Je remarquai que mon oncle, au lieu de relever avec gaieté ces dernières paroles en s’associant à ma joie, comme cela lui était habituel, s’était approché de la table d’un air préoccupé, et en jetant un coup d’œil du côté de la vieille, dont la présence le gênait visiblement, sans qu’il pût prendre sur lui de la congédier. Je fis un signe à Marguerite, qui se retira.

Quand nous fûmes assis à notre place accoutumée :

— C’est que j’ai aussi à te dire… reprit mon oncle. Et il toussa, comme il lui arrivait lorsque, pour exprimer quelque pénible reproche, il fallait qu’il se fît une extrême violence.

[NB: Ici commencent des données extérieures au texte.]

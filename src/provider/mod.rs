// Translation provider adapters
//
// Each vendor is wrapped behind `TranslationProvider`, which translates one
// chunk of strings per call. The router never talks HTTP directly; it asks a
// `ProviderFactory` for a client matching a `ProviderConfig`.
// - Azure: Microsoft Translator v3
// - Google: Cloud Translation v2

pub mod azure;
pub mod google;

use async_trait::async_trait;
use reqwest::{Client, Response};
use tracing::debug;

use crate::batch::ChunkLimits;
use crate::config::Config;
use crate::error::{Result, TranspassError};
use crate::settings::{ProviderConfig, Service};

/// Main trait for translation vendors
#[async_trait]
pub trait TranslationProvider: Send + Sync {
    /// Size limits for one request to this vendor
    fn limits(&self) -> ChunkLimits;

    /// Translate one chunk; the result matches `inputs` positionally
    async fn translate_chunk(&self, target: &str, inputs: &[&str]) -> Result<Vec<String>>;
}

/// Builds provider clients from configuration
pub trait ProviderFactory: Send + Sync {
    fn create(&self, config: &ProviderConfig) -> Box<dyn TranslationProvider>;
}

/// Factory for the real HTTP-backed providers
pub struct HttpProviderFactory {
    client: Client,
    azure_endpoint: String,
    google_endpoint: String,
}

impl HttpProviderFactory {
    pub fn new(config: &Config) -> Result<Self> {
        let client = Client::builder()
            .timeout(config.http_timeout())
            .user_agent(config.http.user_agent.clone())
            .build()?;

        Ok(Self {
            client,
            azure_endpoint: config.endpoints.azure.trim_end_matches('/').to_string(),
            google_endpoint: config.endpoints.google.trim_end_matches('/').to_string(),
        })
    }
}

impl ProviderFactory for HttpProviderFactory {
    fn create(&self, config: &ProviderConfig) -> Box<dyn TranslationProvider> {
        match config.service {
            Service::Azure => Box::new(azure::AzureProvider::new(
                self.client.clone(),
                &self.azure_endpoint,
                &config.api_key,
            )),
            Service::Google => Box::new(google::GoogleProvider::new(
                self.client.clone(),
                &self.google_endpoint,
                &config.api_key,
            )),
        }
    }
}

/// Turn a non-200 response into a provider error
async fn ensure_ok(service: Service, response: Response) -> Result<Response> {
    let status = response.status();
    if status == reqwest::StatusCode::OK {
        return Ok(response);
    }
    let body = response.text().await.unwrap_or_default();
    debug!("{} error body: {}", service, body);
    Err(TranspassError::Provider(format!("{} api returned status {}", service, status.as_u16())))
}

/// Check the vendor returned one translation per input
fn ensure_complete(service: Service, expected: usize, outputs: Vec<String>) -> Result<Vec<String>> {
    if outputs.is_empty() && expected > 0 {
        return Err(TranspassError::Provider(format!("{} output was empty", service)));
    }
    if outputs.len() < expected {
        return Err(TranspassError::Provider(format!(
            "{} returned {} translations for {} inputs",
            service,
            outputs.len(),
            expected
        )));
    }
    Ok(outputs.into_iter().take(expected).collect())
}

/// Decode HTML entities the vendors put in their output
fn decode(text: &str) -> String {
    html_escape::decode_html_entities(text).into_owned()
}
use std::collections::BTreeMap;
use std::path::{Path, PathBuf};
use std::sync::Mutex;

use async_trait::async_trait;
use serde_json::Value;
use tokio::fs;
use tokio::sync::{broadcast, Mutex as AsyncMutex};
use tracing::{debug, info};

use super::{publish, SettingsStore, StoreChange, CHANGE_FEED_CAPACITY};
use crate::error::{Result, TranspassError};

/// Settings store backed by a single JSON object file
pub struct FileStore {
    path: PathBuf,
    values: Mutex<BTreeMap<String, Value>>,
    // Serializes file rewrites so a slower write never lands after a newer one
    write_lock: AsyncMutex<()>,
    changes: broadcast::Sender<StoreChange>,
}

impl FileStore {
    /// Open the store, reading the file if it exists
    pub async fn open<P: AsRef<Path>>(path: P) -> Result<Self> {
        let path = path.as_ref().to_path_buf();

        let values = match fs::read_to_string(&path).await {
            Ok(content) if content.trim().is_empty() => BTreeMap::new(),
            Ok(content) => serde_json::from_str(&content).map_err(|e| {
                TranspassError::Storage(format!("Failed to parse {}: {}", path.display(), e))
            })?,
            Err(e) if e.kind() == std::io::ErrorKind::NotFound => {
                info!("Settings file {} not found, starting empty", path.display());
                BTreeMap::new()
            }
            Err(e) => return Err(e.into()),
        };

        let (changes, _) = broadcast::channel(CHANGE_FEED_CAPACITY);
        Ok(Self {
            path,
            values: Mutex::new(values),
            write_lock: AsyncMutex::new(()),
            changes,
        })
    }

    fn lock(&self) -> Result<std::sync::MutexGuard<'_, BTreeMap<String, Value>>> {
        self.values
            .lock()
            .map_err(|_| TranspassError::Storage("file store lock poisoned".to_string()))
    }

    /// Apply `update` to the in-memory map and rewrite the file
    async fn commit<F>(&self, update: F) -> Result<Vec<StoreChange>>
    where
        F: FnOnce(&mut BTreeMap<String, Value>) -> Vec<StoreChange>,
    {
        let _guard = self.write_lock.lock().await;

        let mut updated = self.lock()?.clone();
        let changes = update(&mut updated);
        let content = serde_json::to_string_pretty(&updated)?;

        if let Some(parent) = self.path.parent() {
            if !parent.as_os_str().is_empty() {
                fs::create_dir_all(parent).await?;
            }
        }

        let tmp = self.path.with_extension("json.tmp");
        fs::write(&tmp, content).await.map_err(|e| {
            TranspassError::Storage(format!("Failed to write {}: {}", tmp.display(), e))
        })?;
        fs::rename(&tmp, &self.path).await.map_err(|e| {
            TranspassError::Storage(format!("Failed to replace {}: {}", self.path.display(), e))
        })?;
        *self.lock()? = updated;

        debug!("Wrote settings file {} ({} keys changed)", self.path.display(), changes.len());
        Ok(changes)
    }
}

#[async_trait]
impl SettingsStore for FileStore {
    async fn get(&self, key: &str) -> Result<Option<Value>> {
        Ok(self.lock()?.get(key).cloned())
    }

    async fn set_many(&self, entries: Vec<(String, Value)>) -> Result<()> {
        let changes = self
            .commit(|values| {
                entries
                    .into_iter()
                    .map(|(key, value)| {
                        values.insert(key.clone(), value.clone());
                        StoreChange { key, new_value: Some(value) }
                    })
                    .collect()
            })
            .await?;
        publish(&self.changes, changes);
        Ok(())
    }

    async fn remove(&self, keys: &[String]) -> Result<()> {
        let changes = self
            .commit(|values| {
                keys.iter()
                    .filter(|key| values.remove(key.as_str()).is_some())
                    .map(|key| StoreChange { key: key.clone(), new_value: None })
                    .collect()
            })
            .await?;
        publish(&self.changes, changes);
        Ok(())
    }

    async fn keys(&self) -> Result<Vec<String>> {
        Ok(self.lock()?.keys().cloned().collect())
    }

    fn subscribe(&self) -> broadcast::Receiver<StoreChange> {
        self.changes.subscribe()
    }
}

— Tu sais… Il s’arrêta, puis changeant encore de tour : — Cette bonne dame est en vérité généreuse, noble dans ses procédés !… C’est un honneur que d’être protégé par une personne d’un aussi digne cœur… un honneur qu’il faut mériter, mon enfant… Te voilà lancé dans la carrière… De l’ordre maintenant, de la conduite, du travail, et nous arriverons à bien… Mais, reprit mon oncle avec un accent plus ferme, honnête ? toujours !… voulant nuire ? jamais ! prenant garde qu’une jeune fille,… c’est sacré !… excepté pour les méchants.

— Je ne comprends pas, bon oncle ! m’écriai-je avec émotion.

— Cette jeune fille,… là-haut ?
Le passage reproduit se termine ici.